In the past week, a couple of potential public policy losers have intimated they would sue the state of Louisiana if certain laws pass. In no way should lawmakers let this deter them from doing the right thing.
Explicit threats came from the Police Jury Association of Louisiana and the Louisiana Municipal Association as SB 807 by Sen. Ann Duplessis advanced. The bill, among other things, would grant a statewide rather than local franchising power for cable television providers. This makes it harder for local government to discriminate against potential providers, a power they use to create monopoly situations wherein they use contracts with providers to squeeze money out of ratepayers and to transfer it to the local governments themselves.
On what legal grounds this might occur remain a mystery, but it is shameful that these special interest groups would rather fight for empowering government than for citizen-consumers. But this attack on the citizenry at least is clear, transparent, and doesn’t bring questions about government’s motivation.
Oddly, an implicit threat came not from any affected party, but from the executive branch itself in the matter of health spending outlined in the state’s operating budget bill HB 1. Secretary of Health and Hospitals Alan Levine, in testimony in front of the Senate Finance Committee, gave details on cuts of increased spending he proposed to make if House reductions from the original administration budget bill stood. They totaled $134.5 million (although only about $40 million involved state money the rest being federal matching dollars) and only partially followed my suggestion of a few days ago.

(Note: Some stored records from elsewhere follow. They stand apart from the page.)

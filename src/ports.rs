use async_trait::async_trait;
use mockall::automock;
use tokio::sync::mpsc::UnboundedSender;

use crate::docker::DockerError;
use crate::domain::{
    ContainerSnapshot, ContainerSummary, CreateContainerBody, DaemonInfo, LocalImage, PullProgress,
    Settings, UpdateLogEntry, UpdateStatus,
};
use crate::registry::{ImageReference, RegistryError};

/// Operations consumed from the container daemon.
#[automock]
#[async_trait]
pub trait DockerPort: Send + Sync {
    async fn info(&self) -> Result<DaemonInfo, DockerError>;
    async fn list_containers(&self, all: bool) -> Result<Vec<ContainerSummary>, DockerError>;
    async fn inspect_container(&self, id: &str) -> Result<ContainerSnapshot, DockerError>;
    async fn start_container(&self, id: &str) -> Result<(), DockerError>;
    async fn stop_container(&self, id: &str) -> Result<(), DockerError>;
    async fn restart_container(&self, id: &str) -> Result<(), DockerError>;
    async fn remove_container(&self, id: &str, force: bool) -> Result<(), DockerError>;
    /// Returns the new container's ID.
    async fn create_container(
        &self,
        name: &str,
        body: &CreateContainerBody,
    ) -> Result<String, DockerError>;
    async fn rename_container(&self, id: &str, new_name: &str) -> Result<(), DockerError>;
    /// Resolves once the pull has completed. Progress events go to `progress` if given.
    async fn pull_image(
        &self,
        image: &str,
        progress: Option<UnboundedSender<PullProgress>>,
    ) -> Result<(), DockerError>;
    /// Raw combined stdout/stderr bytes, multiplexed unless the container has a TTY.
    async fn container_logs(
        &self,
        id: &str,
        tail: Option<u64>,
        since: Option<i64>,
    ) -> Result<Vec<u8>, DockerError>;
    async fn list_images(&self) -> Result<Vec<LocalImage>, DockerError>;
}

/// Operations consumed from an image registry.
#[automock]
#[async_trait]
pub trait RegistryPort: Send + Sync {
    async fn manifest_digest(&self, image: &ImageReference) -> Result<String, RegistryError>;
    /// Advisory only: failures yield an empty list.
    async fn list_tags(&self, image: &ImageReference) -> Vec<String>;
}

/// Append-only journal of recreation attempts, newest first.
pub trait UpdateLogStore: Send + Sync {
    /// Record a new in-progress entry and return its ID. The entry's own
    /// `id`/`status` fields are overwritten.
    fn begin(&self, entry: UpdateLogEntry) -> u64;
    fn complete(
        &self,
        id: u64,
        status: UpdateStatus,
        message: &str,
        new_image_id: Option<String>,
    ) -> Option<UpdateLogEntry>;
    fn list(&self) -> Vec<UpdateLogEntry>;
    fn clear(&self);
}

pub trait SettingsStore: Send + Sync {
    fn get(&self) -> Settings;
    fn set(&self, settings: Settings);
}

Levine also announced that the $38.6 million to be sliced from a $60 million increase in nursing home reimbursements (which are among the nation’s highest per capita paid with the lowest occupancy rates and draw around 85 percent of their funding from the state) might cause those institutions to sue the state. It’s strange that he would plan reductions in such a way if he really believed that, however, so this probably is the time-honored scare tactic of trying to organize cuts to produce the most serious potential consequences in order to scare legislators away from making them. In other words, Levine lacks credibility on this matter.
(Another indicator of this lack of credibility is he also said he planned to cut $19.8 million from community-based care waiver slots without also adding this might trigger, and more realistically, a suit. In its Barthelemy settlement the state promised to rapidly expand community-based programs, and a court might not believe the state has made a good faith effort in this regard when there are tens of thousands of people, some for a decade, on waiting lists to receive these services and with plans to reduce the increase in availability of those services the cuts would entail.)

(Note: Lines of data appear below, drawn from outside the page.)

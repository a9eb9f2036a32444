use clap::{Parser, Subcommand};
use std::path::PathBuf;

use crate::app::AppConfig;
use crate::domain::Settings;

pub fn args_checks() -> Args {
    Args::parse()
}

#[derive(Parser, Debug)]
#[command(author, version, about, long_about = None)]
pub struct Args {
    #[command(subcommand)]
    pub command: Command,
    /// Path to the docker daemon socket
    #[arg(
        long,
        env = "DOCKER_SOCKET",
        value_name = "PATH",
        default_value = crate::docker::DEFAULT_SOCKET_PATH,
        global = true
    )]
    pub docker_socket: PathBuf,
    /// Seconds an update check stays cached
    #[arg(long, env = "CACHE_TTL_SECS", default_value_t = 300, global = true)]
    pub cache_ttl_secs: i64,
    /// Timeout for each registry request, in seconds
    #[arg(long, env = "REGISTRY_TIMEOUT_SECS", default_value_t = 15, global = true)]
    pub registry_timeout_secs: u64,
    /// cgroup file used to find the container this process runs in
    #[arg(
        long,
        value_name = "PATH",
        default_value = crate::app::self_guard::DEFAULT_CGROUP_PATH,
        global = true
    )]
    pub cgroup_path: PathBuf,
    /// Print results as JSON
    #[arg(long, global = true)]
    pub json: bool,
    /// Print extra stuff (-v info, -vv debug)
    #[arg(short, long, action = clap::ArgAction::Count, global = true)]
    pub verbose: u8,
}

#[derive(Subcommand, Debug, Clone)]
pub enum Command {
    /// Show daemon information
    Info,
    /// List containers
    List {
        /// Include stopped containers
        #[arg(short, long)]
        all: bool,
    },
    /// Check containers for newer images
    Check {
        /// Include stopped containers
        #[arg(short, long)]
        all: bool,
    },
    /// List registry tags for an image
    Tags { image: String },
    /// Recreate a container on a newer image
    Update {
        container: String,
        /// Move the container to this tag instead of re-pulling its current one
        #[arg(short, long)]
        tag: Option<String>,
    },
    /// Recreate every running container that has an update
    UpdateAll {
        /// Containers recreated at once
        #[arg(long, default_value_t = 1)]
        concurrency: usize,
    },
    Start { container: String },
    Stop { container: String },
    Restart { container: String },
    /// Print a container's combined stdout/stderr
    Logs {
        container: String,
        /// Number of lines from the end
        #[arg(long)]
        tail: Option<u64>,
        /// Unix seconds, RFC 3339, or relative (e.g. 15m)
        #[arg(long)]
        since: Option<String>,
    },
    /// Check periodically and optionally update automatically
    Watch {
        #[arg(long, env = "CHECK_INTERVAL_MINUTES", default_value_t = 60)]
        interval_minutes: u64,
        #[arg(long, env = "AUTO_UPDATE")]
        auto_update: bool,
        /// Containers recreated at once during auto-update
        #[arg(long, default_value_t = 1)]
        concurrency: usize,
    },
}

impl Args {
    /// Validate values clap cannot check on its own
    pub fn validate(&self) -> Result<(), String> {
        if self.cache_ttl_secs <= 0 {
            return Err("cache-ttl-secs must be greater than zero.".to_string());
        }
        if self.registry_timeout_secs == 0 {
            return Err("registry-timeout-secs must be greater than zero.".to_string());
        }
        match &self.command {
            Command::UpdateAll { concurrency } if *concurrency == 0 => {
                Err("concurrency must be at least 1.".to_string())
            }
            Command::Watch {
                interval_minutes,
                concurrency,
                ..
            } => {
                if *interval_minutes == 0 {
                    return Err("interval-minutes must be greater than zero.".to_string());
                }
                if *concurrency == 0 {
                    return Err("concurrency must be at least 1.".to_string());
                }
                Ok(())
            }
            Command::Update { tag: Some(tag), .. } if tag.contains(['/', ':', '@']) => {
                Err(format!("'{tag}' is not a tag."))
            }
            _ => Ok(()),
        }
    }

    /// Runtime configuration derived from the command line.
    #[must_use]
    pub fn app_config(&self) -> AppConfig {
        let mut config = AppConfig {
            docker_socket: self.docker_socket.clone(),
            cgroup_path: self.cgroup_path.clone(),
            cache_ttl: chrono::Duration::seconds(self.cache_ttl_secs),
            registry_timeout: std::time::Duration::from_secs(self.registry_timeout_secs),
            ..AppConfig::default()
        };
        match &self.command {
            Command::UpdateAll { concurrency } => config.concurrency = *concurrency,
            Command::Watch {
                interval_minutes,
                auto_update,
                concurrency,
            } => {
                config.concurrency = *concurrency;
                config.settings = Settings {
                    check_interval_minutes: *interval_minutes,
                    auto_update: *auto_update,
                    last_check: None,
                };
            }
            _ => {}
        }
        config
    }
}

It’s puzzling why Levine, and implicitly his boss Gov. Bobby Jindal, are not using this thriftiness of the Legislature to do what has been needed to be done for decades in the state to deliver health care more efficiently and effectively: shift money away from the fat and happy nursing home industry to community-based solutions. If part of that needs to be the repeal of odious Act 848 of the 2006 Regular Session which wrote nursing homes’ privileged position into law, attaching that as a rider to HB 1 can’t be all that difficult.
It bears repeating: taking away the entire projected increase for nursing homes would resolve the wished of the House and then some, would be the wisest use of taxpayer dollars, and would create a better health care system. Consumers would benefit with lower costs and more choice by passing SB 808. Lawmakers and administrators should go in these directions and call these legal bluffs by those who know their arguments cannot win the day so therefore as a last resort rely on threats against Louisianans.